◆ EXERCISE PROMPT:
Starting at the line that contains "user by id." in the listing below, write out every line word for word until you have written the line that contains "session; such targets".

◆ EXTRACTED ENTRIES:
-=-=-

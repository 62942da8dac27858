//! The lookup decision: which route may safely resolve one user reference.

use crate::domain::claim::{Claim, ClaimField, ClaimId};
use crate::domain::user::{Role, SessionIdentity, UserId};

/// Where a user reference sits, as far as permissions are concerned.
#[derive(Debug, Clone, PartialEq, Eq, Hash)]
pub struct Relationship {
    /// Which reference on the claim is being resolved.
    pub field: ClaimField,
    /// Claim carrying the reference.
    pub claim_id: Option<ClaimId>,
    /// Creator of that claim.
    pub creator_id: Option<UserId>,
    /// Approving manager of that claim.
    pub manager_id: Option<UserId>,
}

impl Relationship {
    /// Describe the `field` reference of `claim`.
    pub fn for_claim(claim: &Claim, field: ClaimField) -> Self {
        Self {
            field,
            claim_id: claim.id.clone(),
            creator_id: claim.created_by.as_ref().map(|user| user.id.clone()),
            manager_id: claim.manager.as_ref().map(|user| user.id.clone()),
        }
    }
}

/// An endpoint the caller may read that embeds the target's name.
#[derive(Debug, Clone, PartialEq, Eq, Hash)]
pub enum DelegateEndpoint {
    /// "My manager" lookup for the given employee (always the caller).
    ManagerOf(UserId),
    /// Full detail of a claim assigned to the caller for approval.
    ClaimDetail(ClaimId),
}

/// Why a reference was left alone this pass.
#[derive(Debug, Clone, Copy, PartialEq, Eq, Hash)]
pub enum SkipReason {
    /// The upstream already denied a direct lookup and no other route fits.
    Forbidden,
    /// No route is authorised for this caller and relationship.
    NoAuthorisedRoute,
}

/// Lookup route chosen for one reference.
#[derive(Debug, Clone, PartialEq, Eq, Hash)]
pub enum Strategy {
    /// Fetch the user by id.
    Direct,
    /// Fetch the bounded manager list once per pass and pick the target.
    BatchManagers,
    /// Read a parent record the caller is authorised to see.
    Delegate(DelegateEndpoint),
    /// Leave the reference unresolved.
    Skip(SkipReason),
}

/// Choose the safe lookup route for `target`.
///
/// Cached targets never reach this function. `forbidden` reports whether a
/// direct lookup of `target` was already denied this session; such targets
/// may still be resolved through a delegate or the manager list.
///
/// # Examples
/// ```
/// use claims_client::domain::resolver::{Relationship, SkipReason, Strategy, decide};
/// use claims_client::domain::{ClaimField, ClaimId, Role, SessionIdentity, UserId};
///
/// let me = UserId::new("mgr").expect("valid id");
/// let caller = SessionIdentity::new(me, Role::Manager);
/// let stranger = UserId::new("u9").expect("valid id");
/// let relationship = Relationship {
///     field: ClaimField::CreatedBy,
///     claim_id: Some(ClaimId::new("c1").expect("valid id")),
///     creator_id: Some(stranger.clone()),
///     manager_id: None,
/// };
///
/// assert_eq!(
///     decide(&caller, &stranger, &relationship, false),
///     Strategy::BatchManagers
/// );
/// ```
pub fn decide(
    caller: &SessionIdentity,
    target: &UserId,
    relationship: &Relationship,
    forbidden: bool,
) -> Strategy {
    let is_self = *target == caller.id;
    if !forbidden && (is_self || caller.role.is_elevated()) {
        return Strategy::Direct;
    }

    if relationship.field == ClaimField::Manager
        && relationship.creator_id.as_ref() == Some(&caller.id)
    {
        return Strategy::Delegate(DelegateEndpoint::ManagerOf(caller.id.clone()));
    }

    if caller.role == Role::Manager
        && relationship.field == ClaimField::CreatedBy
        && relationship.manager_id.as_ref() == Some(&caller.id)
    {
        if let Some(claim_id) = &relationship.claim_id {
            return Strategy::Delegate(DelegateEndpoint::ClaimDetail(claim_id.clone()));
        }
    }

    if relationship.field == ClaimField::Manager || caller.role == Role::Manager {
        return Strategy::BatchManagers;
    }

    if forbidden {
        Strategy::Skip(SkipReason::Forbidden)
    } else {
        Strategy::Skip(SkipReason::NoAuthorisedRoute)
    }
}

-=-=-

◆ SOLUTION TO THE EXERCISE:
    /// Fetch the user by id.
    Direct,
    /// Fetch the bounded manager list once per pass and pick the target.
    BatchManagers,
    /// Read a parent record the caller is authorised to see.
    Delegate(DelegateEndpoint),
    /// Leave the reference unresolved.
    Skip(SkipReason),
}

/// Choose the safe lookup route for `target`.
///
/// Cached targets never reach this function. `forbidden` reports whether a
/// direct lookup of `target` was already denied this session; such targets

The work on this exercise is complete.